[Source data]
= Beginning of Section =
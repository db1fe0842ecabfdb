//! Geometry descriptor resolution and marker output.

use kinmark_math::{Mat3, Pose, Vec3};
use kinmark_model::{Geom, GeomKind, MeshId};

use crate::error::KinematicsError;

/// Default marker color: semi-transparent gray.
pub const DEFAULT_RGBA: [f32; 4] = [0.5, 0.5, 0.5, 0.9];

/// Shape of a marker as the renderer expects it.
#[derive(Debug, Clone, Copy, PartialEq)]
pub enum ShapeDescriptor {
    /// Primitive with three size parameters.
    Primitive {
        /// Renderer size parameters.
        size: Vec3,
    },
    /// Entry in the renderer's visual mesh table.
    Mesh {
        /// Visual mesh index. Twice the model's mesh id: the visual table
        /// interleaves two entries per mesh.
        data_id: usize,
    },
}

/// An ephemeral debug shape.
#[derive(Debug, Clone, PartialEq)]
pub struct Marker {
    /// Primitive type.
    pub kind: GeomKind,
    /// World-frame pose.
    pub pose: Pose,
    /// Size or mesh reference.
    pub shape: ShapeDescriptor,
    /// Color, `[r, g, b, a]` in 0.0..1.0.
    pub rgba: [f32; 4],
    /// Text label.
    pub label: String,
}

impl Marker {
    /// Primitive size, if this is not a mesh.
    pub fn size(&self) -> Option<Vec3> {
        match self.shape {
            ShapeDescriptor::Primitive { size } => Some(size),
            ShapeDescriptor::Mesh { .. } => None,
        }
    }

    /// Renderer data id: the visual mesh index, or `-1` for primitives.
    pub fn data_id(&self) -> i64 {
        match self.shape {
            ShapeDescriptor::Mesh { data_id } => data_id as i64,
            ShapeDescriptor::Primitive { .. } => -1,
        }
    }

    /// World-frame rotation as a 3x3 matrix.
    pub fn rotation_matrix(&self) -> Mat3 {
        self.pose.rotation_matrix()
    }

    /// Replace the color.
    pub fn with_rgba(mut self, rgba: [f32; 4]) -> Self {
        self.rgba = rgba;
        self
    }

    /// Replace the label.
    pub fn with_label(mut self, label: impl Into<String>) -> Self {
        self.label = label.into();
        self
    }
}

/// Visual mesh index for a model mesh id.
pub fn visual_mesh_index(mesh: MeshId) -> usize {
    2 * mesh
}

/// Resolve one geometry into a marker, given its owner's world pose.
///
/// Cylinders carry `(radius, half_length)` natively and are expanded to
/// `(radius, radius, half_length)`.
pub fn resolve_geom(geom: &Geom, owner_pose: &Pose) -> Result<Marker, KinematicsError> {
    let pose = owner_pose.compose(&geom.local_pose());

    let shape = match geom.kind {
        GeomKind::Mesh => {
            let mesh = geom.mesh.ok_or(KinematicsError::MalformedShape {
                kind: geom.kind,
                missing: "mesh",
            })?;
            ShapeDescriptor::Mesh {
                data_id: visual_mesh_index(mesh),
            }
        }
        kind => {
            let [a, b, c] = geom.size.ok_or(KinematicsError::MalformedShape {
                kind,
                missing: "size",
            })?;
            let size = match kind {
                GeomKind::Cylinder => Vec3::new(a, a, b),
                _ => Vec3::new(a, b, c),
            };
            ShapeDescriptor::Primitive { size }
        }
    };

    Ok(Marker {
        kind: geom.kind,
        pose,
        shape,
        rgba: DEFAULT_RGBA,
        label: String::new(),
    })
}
= End of Section =
Exercise prompt:
Your answer must be every record above, retyped exactly.

Answer section:
repository db1fe0842ecabfdb
//! Geometry descriptor resolution and marker output.

use kinmark_math::{Mat3, Pose, Vec3};
use kinmark_model::{Geom, GeomKind, MeshId};

use crate::error::KinematicsError;

/// Default marker color: semi-transparent gray.
pub const DEFAULT_RGBA: [f32; 4] = [0.5, 0.5, 0.5, 0.9];

/// Shape of a marker as the renderer expects it.
#[derive(Debug, Clone, Copy, PartialEq)]
pub enum ShapeDescriptor {
    /// Primitive with three size parameters.
    Primitive {
        /// Renderer size parameters.
        size: Vec3,
    },
    /// Entry in the renderer's visual mesh table.
    Mesh {
        /// Visual mesh index. Twice the model's mesh id: the visual table
        /// interleaves two entries per mesh.
        data_id: usize,
    },
}

/// An ephemeral debug shape.
#[derive(Debug, Clone, PartialEq)]
pub struct Marker {
    /// Primitive type.
    pub kind: GeomKind,
    /// World-frame pose.
    pub pose: Pose,
    /// Size or mesh reference.
    pub shape: ShapeDescriptor,
    /// Color, `[r, g, b, a]` in 0.0..1.0.
    pub rgba: [f32; 4],
    /// Text label.
    pub label: String,
}

impl Marker {
    /// Primitive size, if this is not a mesh.
    pub fn size(&self) -> Option<Vec3> {
        match self.shape {
            ShapeDescriptor::Primitive { size } => Some(size),
            ShapeDescriptor::Mesh { .. } => None,
        }
    }

    /// Renderer data id: the visual mesh index, or `-1` for primitives.
    pub fn data_id(&self) -> i64 {
        match self.shape {
            ShapeDescriptor::Mesh { data_id } => data_id as i64,
            ShapeDescriptor::Primitive { .. } => -1,
        }
    }

    /// World-frame rotation as a 3x3 matrix.
    pub fn rotation_matrix(&self) -> Mat3 {
        self.pose.rotation_matrix()
    }

    /// Replace the color.
    pub fn with_rgba(mut self, rgba: [f32; 4]) -> Self {
        self.rgba = rgba;
        self
    }

    /// Replace the label.
    pub fn with_label(mut self, label: impl Into<String>) -> Self {
        self.label = label.into();
        self
    }
}

/// Visual mesh index for a model mesh id.
pub fn visual_mesh_index(mesh: MeshId) -> usize {
    2 * mesh
}

/// Resolve one geometry into a marker, given its owner's world pose.
///
/// Cylinders carry `(radius, half_length)` natively and are expanded to
/// `(radius, radius, half_length)`.
pub fn resolve_geom(geom: &Geom, owner_pose: &Pose) -> Result<Marker, KinematicsError> {
    let pose = owner_pose.compose(&geom.local_pose());

    let shape = match geom.kind {
        GeomKind::Mesh => {
            let mesh = geom.mesh.ok_or(KinematicsError::MalformedShape {
                kind: geom.kind,
                missing: "mesh",
            })?;
            ShapeDescriptor::Mesh {
                data_id: visual_mesh_index(mesh),
            }
        }
        kind => {
            let [a, b, c] = geom.size.ok_or(KinematicsError::MalformedShape {
                kind,
                missing: "size",
            })?;
            let size = match kind {
                GeomKind::Cylinder => Vec3::new(a, a, b),
                _ => Vec3::new(a, b, c),
            };
            ShapeDescriptor::Primitive { size }
        }
    };

    Ok(Marker {
        kind: geom.kind,
        pose,
        shape,
        rgba: DEFAULT_RGBA,
        label: String::new(),
    })
}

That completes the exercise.